Collected data entries:
○ ○ ○ ○ ○

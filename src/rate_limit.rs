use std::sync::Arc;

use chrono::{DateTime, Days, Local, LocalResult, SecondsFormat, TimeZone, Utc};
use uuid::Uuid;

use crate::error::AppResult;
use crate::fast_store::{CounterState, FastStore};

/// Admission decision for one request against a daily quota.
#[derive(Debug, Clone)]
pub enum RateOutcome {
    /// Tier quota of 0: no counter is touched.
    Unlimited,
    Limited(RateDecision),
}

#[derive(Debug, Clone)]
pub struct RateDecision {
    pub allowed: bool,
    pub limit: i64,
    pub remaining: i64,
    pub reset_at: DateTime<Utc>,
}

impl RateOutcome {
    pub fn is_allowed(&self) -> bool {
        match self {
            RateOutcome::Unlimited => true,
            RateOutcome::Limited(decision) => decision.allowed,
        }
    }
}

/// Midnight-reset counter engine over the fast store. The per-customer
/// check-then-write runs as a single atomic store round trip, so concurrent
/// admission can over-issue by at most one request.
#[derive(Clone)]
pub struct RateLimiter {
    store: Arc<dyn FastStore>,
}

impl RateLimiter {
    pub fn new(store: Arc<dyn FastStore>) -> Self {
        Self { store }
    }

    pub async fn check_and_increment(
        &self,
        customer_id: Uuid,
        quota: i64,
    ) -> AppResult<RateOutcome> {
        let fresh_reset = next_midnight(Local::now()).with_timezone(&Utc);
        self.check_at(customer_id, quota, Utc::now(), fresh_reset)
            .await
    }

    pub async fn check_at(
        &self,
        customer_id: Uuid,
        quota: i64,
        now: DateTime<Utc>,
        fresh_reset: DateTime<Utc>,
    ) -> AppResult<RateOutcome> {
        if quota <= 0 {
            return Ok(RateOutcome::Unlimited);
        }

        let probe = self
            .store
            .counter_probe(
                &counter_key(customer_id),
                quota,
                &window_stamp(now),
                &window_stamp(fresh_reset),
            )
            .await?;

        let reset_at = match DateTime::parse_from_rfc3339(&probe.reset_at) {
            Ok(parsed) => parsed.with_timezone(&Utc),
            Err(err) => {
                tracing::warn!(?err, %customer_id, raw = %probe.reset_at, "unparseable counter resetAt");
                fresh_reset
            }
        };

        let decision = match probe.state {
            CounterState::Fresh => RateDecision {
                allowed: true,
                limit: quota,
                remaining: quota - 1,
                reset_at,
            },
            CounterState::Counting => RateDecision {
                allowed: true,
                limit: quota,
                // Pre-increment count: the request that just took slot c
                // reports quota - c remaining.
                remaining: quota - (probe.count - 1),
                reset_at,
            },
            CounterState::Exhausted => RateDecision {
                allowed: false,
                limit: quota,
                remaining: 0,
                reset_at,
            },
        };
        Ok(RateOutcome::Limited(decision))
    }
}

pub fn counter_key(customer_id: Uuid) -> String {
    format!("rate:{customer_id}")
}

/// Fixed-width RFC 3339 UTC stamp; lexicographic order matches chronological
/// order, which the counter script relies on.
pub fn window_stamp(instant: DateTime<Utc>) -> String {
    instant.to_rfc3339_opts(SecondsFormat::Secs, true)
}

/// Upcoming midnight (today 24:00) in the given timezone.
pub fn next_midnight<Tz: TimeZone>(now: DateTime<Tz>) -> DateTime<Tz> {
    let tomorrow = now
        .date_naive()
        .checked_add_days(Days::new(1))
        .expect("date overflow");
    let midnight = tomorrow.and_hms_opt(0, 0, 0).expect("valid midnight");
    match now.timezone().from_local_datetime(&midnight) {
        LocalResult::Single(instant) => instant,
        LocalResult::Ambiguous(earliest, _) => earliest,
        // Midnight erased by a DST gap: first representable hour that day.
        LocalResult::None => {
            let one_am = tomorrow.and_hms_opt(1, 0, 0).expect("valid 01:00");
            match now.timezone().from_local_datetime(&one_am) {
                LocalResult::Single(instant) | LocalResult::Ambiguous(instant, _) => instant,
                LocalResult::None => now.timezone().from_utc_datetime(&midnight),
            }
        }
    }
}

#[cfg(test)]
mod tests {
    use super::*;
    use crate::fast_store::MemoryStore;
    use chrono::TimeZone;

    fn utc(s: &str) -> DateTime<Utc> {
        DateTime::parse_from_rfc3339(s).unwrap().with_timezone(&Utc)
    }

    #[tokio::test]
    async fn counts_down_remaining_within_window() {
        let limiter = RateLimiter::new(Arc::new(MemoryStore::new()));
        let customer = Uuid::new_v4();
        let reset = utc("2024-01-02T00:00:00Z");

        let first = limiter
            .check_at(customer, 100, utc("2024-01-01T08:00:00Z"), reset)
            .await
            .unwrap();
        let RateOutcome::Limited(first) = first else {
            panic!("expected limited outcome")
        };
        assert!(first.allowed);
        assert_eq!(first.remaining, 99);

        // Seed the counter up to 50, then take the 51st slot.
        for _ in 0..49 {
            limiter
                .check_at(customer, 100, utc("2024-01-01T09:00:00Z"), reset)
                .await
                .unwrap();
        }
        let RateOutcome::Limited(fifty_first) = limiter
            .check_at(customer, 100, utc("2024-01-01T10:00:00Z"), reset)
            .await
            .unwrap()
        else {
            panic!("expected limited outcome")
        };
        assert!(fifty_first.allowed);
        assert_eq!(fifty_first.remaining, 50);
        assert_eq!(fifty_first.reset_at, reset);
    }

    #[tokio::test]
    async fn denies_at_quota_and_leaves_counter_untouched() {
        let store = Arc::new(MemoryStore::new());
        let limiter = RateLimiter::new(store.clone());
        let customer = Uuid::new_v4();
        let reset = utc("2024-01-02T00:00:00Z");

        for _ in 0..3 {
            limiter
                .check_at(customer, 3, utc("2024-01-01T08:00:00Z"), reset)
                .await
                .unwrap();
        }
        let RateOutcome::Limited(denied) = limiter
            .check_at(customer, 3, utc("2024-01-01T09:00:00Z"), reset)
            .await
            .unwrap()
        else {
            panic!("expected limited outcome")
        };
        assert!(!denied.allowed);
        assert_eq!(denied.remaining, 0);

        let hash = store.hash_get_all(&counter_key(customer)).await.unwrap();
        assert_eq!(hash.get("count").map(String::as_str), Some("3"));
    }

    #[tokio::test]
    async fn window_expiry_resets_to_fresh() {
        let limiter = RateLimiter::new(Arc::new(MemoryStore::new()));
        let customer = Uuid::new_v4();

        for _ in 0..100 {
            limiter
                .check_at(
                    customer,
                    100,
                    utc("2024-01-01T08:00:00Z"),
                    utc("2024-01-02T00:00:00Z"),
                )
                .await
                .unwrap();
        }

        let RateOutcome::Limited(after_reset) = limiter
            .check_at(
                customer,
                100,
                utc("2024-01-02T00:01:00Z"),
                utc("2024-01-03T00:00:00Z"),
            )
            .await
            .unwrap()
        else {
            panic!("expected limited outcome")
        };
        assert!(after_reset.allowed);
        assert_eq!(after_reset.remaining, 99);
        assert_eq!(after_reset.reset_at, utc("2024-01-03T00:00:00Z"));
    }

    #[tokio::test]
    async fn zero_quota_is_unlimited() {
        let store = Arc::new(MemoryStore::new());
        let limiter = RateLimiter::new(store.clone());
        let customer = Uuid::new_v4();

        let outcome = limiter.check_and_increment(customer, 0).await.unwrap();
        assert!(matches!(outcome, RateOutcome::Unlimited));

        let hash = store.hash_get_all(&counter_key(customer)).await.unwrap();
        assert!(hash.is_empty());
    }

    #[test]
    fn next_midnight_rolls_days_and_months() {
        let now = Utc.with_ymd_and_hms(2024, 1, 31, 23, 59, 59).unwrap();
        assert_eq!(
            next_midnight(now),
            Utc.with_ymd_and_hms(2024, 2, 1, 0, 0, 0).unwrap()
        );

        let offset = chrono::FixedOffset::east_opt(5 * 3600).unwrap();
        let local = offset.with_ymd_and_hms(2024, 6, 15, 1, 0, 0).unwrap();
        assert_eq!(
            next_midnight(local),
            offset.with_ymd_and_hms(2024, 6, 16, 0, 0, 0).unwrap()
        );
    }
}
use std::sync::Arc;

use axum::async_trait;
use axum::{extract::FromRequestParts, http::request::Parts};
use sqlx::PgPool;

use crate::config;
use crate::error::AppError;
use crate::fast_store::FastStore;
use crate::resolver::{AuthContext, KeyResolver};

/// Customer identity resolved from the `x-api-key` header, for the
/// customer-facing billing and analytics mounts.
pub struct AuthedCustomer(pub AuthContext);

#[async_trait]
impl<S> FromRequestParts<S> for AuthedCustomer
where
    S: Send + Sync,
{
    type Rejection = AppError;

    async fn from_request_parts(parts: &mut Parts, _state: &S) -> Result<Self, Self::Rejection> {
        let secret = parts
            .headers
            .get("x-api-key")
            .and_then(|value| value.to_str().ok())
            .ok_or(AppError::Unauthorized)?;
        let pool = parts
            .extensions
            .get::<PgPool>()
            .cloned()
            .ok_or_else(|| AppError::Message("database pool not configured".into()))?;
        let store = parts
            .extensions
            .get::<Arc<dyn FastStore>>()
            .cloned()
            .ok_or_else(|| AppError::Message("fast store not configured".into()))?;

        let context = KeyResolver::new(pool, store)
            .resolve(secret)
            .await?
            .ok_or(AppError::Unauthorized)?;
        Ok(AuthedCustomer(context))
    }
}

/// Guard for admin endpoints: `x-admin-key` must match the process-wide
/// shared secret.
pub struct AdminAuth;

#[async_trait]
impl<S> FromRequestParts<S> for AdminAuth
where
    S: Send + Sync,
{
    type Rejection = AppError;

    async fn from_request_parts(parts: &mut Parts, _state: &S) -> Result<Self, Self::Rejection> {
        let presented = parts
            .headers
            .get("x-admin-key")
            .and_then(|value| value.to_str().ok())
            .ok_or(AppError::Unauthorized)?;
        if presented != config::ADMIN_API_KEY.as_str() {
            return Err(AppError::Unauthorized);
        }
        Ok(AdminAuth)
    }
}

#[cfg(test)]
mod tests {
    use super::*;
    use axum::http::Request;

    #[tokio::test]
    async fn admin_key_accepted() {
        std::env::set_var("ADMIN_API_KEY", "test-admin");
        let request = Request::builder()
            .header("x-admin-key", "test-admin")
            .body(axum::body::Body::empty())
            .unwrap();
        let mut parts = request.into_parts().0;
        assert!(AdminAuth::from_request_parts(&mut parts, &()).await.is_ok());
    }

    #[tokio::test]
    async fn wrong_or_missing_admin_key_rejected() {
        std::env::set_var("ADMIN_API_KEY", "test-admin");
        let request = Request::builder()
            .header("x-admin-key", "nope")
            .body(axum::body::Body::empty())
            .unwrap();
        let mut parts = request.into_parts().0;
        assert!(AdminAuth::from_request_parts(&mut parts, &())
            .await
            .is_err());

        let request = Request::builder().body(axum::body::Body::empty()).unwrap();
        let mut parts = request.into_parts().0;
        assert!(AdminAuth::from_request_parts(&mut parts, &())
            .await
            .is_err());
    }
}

○ ○ ○ ○ ○

WHAT THE TASK ASKS:
Among the lines above, count those containing the string "secret"; please give the count alone.

RESPONSE:
3